Dodał, że „nadszedł czas, aby zmienić nasze podejście do pokoju poprzez ponowne zobowiązanie się do przestrzegania Karty – stawiając na pierwszym miejscu prawa człowieka i godność, mając na uwadze zapobieganie”.
Mówiąc szerzej, Guterres potępił brak „strategicznej wizji” i „nastawienie” decydentów politycznych i biznesowych na krótką metę.
„Następny sondaż. Następny taktyczny manewr polityczny, aby utrzymać się przy władzy. Ale także następny cykl koniunkturalny – a nawet cena akcji z następnego dnia.
„To krótkoterminowe myślenie jest nie tylko głęboko nieodpowiedzialne – jest niemoralne” – dodał.
Podkreślając konieczność działania z myślą o przyszłych pokoleniach, sekretarz generalny ponowił apel o „radykalną transformację” światowych finansów.
– Ambicja klimatyczna –
„Coś jest zasadniczo nie tak z naszym systemem gospodarczym i finansowym” – powiedział Guterres, obwiniając go za wzrost ubóstwa i głodu, rosnącą przepaść między bogatymi i biednymi oraz zadłużenie krajów rozwijających się.
„Bez fundamentalnych reform najbogatsze kraje i jednostki będą nadal gromadzić bogactwa, zostawiając okruchy społecznościom i krajom Globalnego Południa” – dodał.
Program Narodów Zjednoczonych ds. Rozwoju szacuje, że świat cofnął się o pięć lat pod względem rozwoju ludzkiego, w tym zdrowia, edukacji i standardów życia.
Cele zrównoważonego rozwoju ONZ „znikają w lusterku wstecznym”, ubolewał Guterres.
17 celów wyznaczonych w 2015 r. ma na celu wyeliminowanie ubóstwa, zapewnienie wszystkim bezpieczeństwa żywnościowego oraz dostęp do czystej i przystępnej cenowo energii do 2030 r.

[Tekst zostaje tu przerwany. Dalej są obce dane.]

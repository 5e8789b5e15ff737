use rand::Rng;
use rand::rngs::StdRng;

use crate::draw::{GREEN, RED};
use crate::layout::Point;

use super::{Effect, Particle, Ripple};

const BURST_MIN: usize = 10;
const BURST_MAX: usize = 20;
const RIPPLES_MIN: usize = 1;
const RIPPLES_MAX: usize = 2;

/// Owns every live decorative entity and steps them once per tick.
pub struct EffectEngine {
    effects: Vec<Effect>,
    pointer: Option<Point>,
    rng: StdRng,
}

impl EffectEngine {
    pub fn new(rng: StdRng) -> Self {
        Self {
            effects: Vec::new(),
            pointer: None,
            rng,
        }
    }

    /// Where the cursor trail is emitted from; nothing is emitted until the
    /// pointer has been seen.
    pub fn set_pointer(&mut self, position: Point) {
        self.pointer = Some(position);
    }

    pub fn pointer(&self) -> Option<Point> {
        self.pointer
    }

    /// Selection feedback: a burst of particles and one or two ripples,
    /// green for a correct answer, red otherwise.
    pub fn spawn_burst(&mut self, position: Point, is_correct: bool) {
        let color = if is_correct { GREEN } else { RED };
        let particles = self.rng.gen_range(BURST_MIN..BURST_MAX);
        let ripples = self.rng.gen_range(RIPPLES_MIN..=RIPPLES_MAX);

        log::debug!(
            "Spawning {} burst particles and {} ripples at ({:.0}, {:.0})",
            particles,
            ripples,
            position.x,
            position.y
        );

        for _ in 0..particles {
            let particle = Particle::burst(position, color, &mut self.rng);
            self.effects.push(Effect::Particle(particle));
        }
        for _ in 0..ripples {
            let ripple = Ripple::new(position, color, &mut self.rng);
            self.effects.push(Effect::Ripple(ripple));
        }
    }

    /// One tick: emit a drift particle at the pointer, step everything by
    /// `dt` nominal frames and drop whatever has faded out.
    pub fn advance(&mut self, dt: f32) {
        if let Some(pointer) = self.pointer {
            let particle = Particle::drift(pointer, &mut self.rng);
            self.effects.push(Effect::Particle(particle));
        }

        for effect in &mut self.effects {
            effect.update(dt);
        }
        self.effects.retain(|effect| !effect.is_expired());
    }

    pub fn len(&self) -> usize {
        self.effects.len()
    }

    pub fn is_empty(&self) -> bool {
        self.effects.is_empty()
    }

    pub fn clear(&mut self) {
        self.effects.clear();
    }

    pub fn particles(&self) -> impl Iterator<Item = &Particle> {
        self.effects.iter().filter_map(|effect| match effect {
            Effect::Particle(particle) => Some(particle),
            Effect::Ripple(_) => None,
        })
    }

    pub fn ripples(&self) -> impl Iterator<Item = &Ripple> {
        self.effects.iter().filter_map(|effect| match effect {
            Effect::Ripple(ripple) => Some(ripple),
            Effect::Particle(_) => None,
        })
    }
}

#[cfg(test)]
mod tests {
    use super::*;
    use crate::effects::ParticleKind;
    use rand::SeedableRng;

    fn engine() -> EffectEngine {
        EffectEngine::new(StdRng::seed_from_u64(21))
    }

    #[test]
    fn test_no_trail_without_pointer() {
        let mut engine = engine();
        engine.advance(1.0);
        assert!(engine.is_empty());
    }

    #[test]
    fn test_trail_emits_every_tick() {
        let mut engine = engine();
        engine.set_pointer(Point::new(50.0, 50.0));
        for _ in 0..10 {
            engine.advance(1.0);
        }
        assert_eq!(engine.len(), 10);
        assert!(engine.particles().all(|p| p.kind == ParticleKind::Drift));
    }

    #[test]
    fn test_trail_reaches_steady_state() {
        let mut engine = engine();
        engine.set_pointer(Point::new(50.0, 50.0));
        for _ in 0..200 {
            engine.advance(1.0);
        }
        // A drift particle survives 51 updates.
        assert_eq!(engine.len(), 51);
    }

    #[test]
    fn test_burst_counts_and_color() {
        let mut engine = engine();
        for correct in [true, false] {
            engine.clear();
            engine.spawn_burst(Point::new(300.0, 300.0), correct);

            let particles = engine.particles().count();
            let ripples = engine.ripples().count();
            assert!((BURST_MIN..BURST_MAX).contains(&particles));
            assert!((RIPPLES_MIN..=RIPPLES_MAX).contains(&ripples));

            let expected = if correct { GREEN } else { RED };
            assert!(engine.particles().all(|p| p.color == expected));
            assert!(engine.ripples().all(|r| r.color == expected));
        }
    }

    #[test]
    fn test_every_entity_expires() {
        let mut engine = engine();
        engine.spawn_burst(Point::new(300.0, 300.0), true);
        engine.spawn_burst(Point::new(100.0, 100.0), false);

        // Slowest fade is 3 per frame from 255.
        for _ in 0..86 {
            engine.advance(1.0);
        }
        assert!(engine.is_empty());
    }

    #[test]
    fn test_larger_dt_expires_sooner() {
        let mut engine = engine();
        engine.spawn_burst(Point::new(300.0, 300.0), true);
        for _ in 0..22 {
            engine.advance(4.0);
        }
        assert!(engine.is_empty());
    }

    #[test]
    fn test_particles_and_ripples_cover_all_entities() {
        let mut engine = engine();
        engine.set_pointer(Point::new(1.0, 1.0));
        engine.spawn_burst(Point::new(300.0, 300.0), true);
        engine.advance(1.0);

        let ripples = engine.ripples().count();
        assert!((1..=2).contains(&ripples));
        assert_eq!(engine.particles().count() + ripples, engine.len());
    }
}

„Mamy przed sobą możliwości uratowania (ich)”, powiedział Guterres, który we wrześniu organizuje szczyt na ten temat w Nowym Jorku.

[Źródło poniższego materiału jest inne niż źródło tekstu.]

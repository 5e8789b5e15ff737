mod question;

pub use question::{Cell, OPTION_COUNT, Question, RawRow};
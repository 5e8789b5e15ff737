use serde::Deserialize;

/// Number of answer options every question carries.
pub const OPTION_COUNT: usize = 4;

/// One multiple-choice question, immutable for the life of a session.
#[derive(Debug, Clone, PartialEq, Eq)]
pub struct Question {
    pub text: String,
    pub options: [String; OPTION_COUNT],
    pub correct_index: usize,
}

impl Question {
    pub fn is_correct(&self, index: usize) -> bool {
        index == self.correct_index
    }

    pub fn correct_option(&self) -> &str {
        &self.options[self.correct_index]
    }
}

/// A single untyped cell of the tabular question source.
#[derive(Debug, Clone, PartialEq, Deserialize)]
#[serde(untagged)]
pub enum Cell {
    Text(String),
    Number(f64),
}

impl Cell {
    pub fn to_text(&self) -> String {
        match self {
            Cell::Text(text) => text.clone(),
            Cell::Number(number) => number.to_string(),
        }
    }

    /// Reads the cell as a whole number, accepting numeric strings.
    pub fn to_index(&self) -> Option<i64> {
        match self {
            Cell::Number(number) if number.fract() == 0.0 => Some(*number as i64),
            Cell::Number(_) => None,
            Cell::Text(text) => text.trim().parse().ok(),
        }
    }
}

/// A raw row: `[question, option0, option1, option2, option3, correctIndex]`.
#[derive(Debug, Clone, PartialEq, Deserialize)]
#[serde(transparent)]
pub struct RawRow(pub Vec<Cell>);

impl RawRow {
    pub fn cell(&self, column: usize) -> Option<&Cell> {
        self.0.get(column)
    }
}

impl<S: Into<String>> From<(S, [S; OPTION_COUNT], usize)> for RawRow {
    fn from((text, options, correct): (S, [S; OPTION_COUNT], usize)) -> Self {
        let mut cells = Vec::with_capacity(OPTION_COUNT + 2);
        cells.push(Cell::Text(text.into()));
        cells.extend(options.into_iter().map(|option| Cell::Text(option.into())));
        cells.push(Cell::Number(correct as f64));
        RawRow(cells)
    }
}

Walka z globalnym ociepleniem i „ambicjami klimatycznymi” będzie tematem kolejnego wrześniowego szczytu, na który zaprosił światowych przywódców, ale „z pewnym warunkiem”.
„Pokaż nam przyspieszone działania w tej dekadzie i odnowione ambitne plany zerowania netto – albo proszę, nie pokazuj się” – powiedział, zanim ponownie zaatakował producentów paliw kopalnych.
„Jeśli nie możesz wyznaczyć wiarygodnego kursu na zero netto, z celami na 2025 i 2030 obejmującymi wszystkie twoje operacje, nie powinieneś prowadzić biznesu”.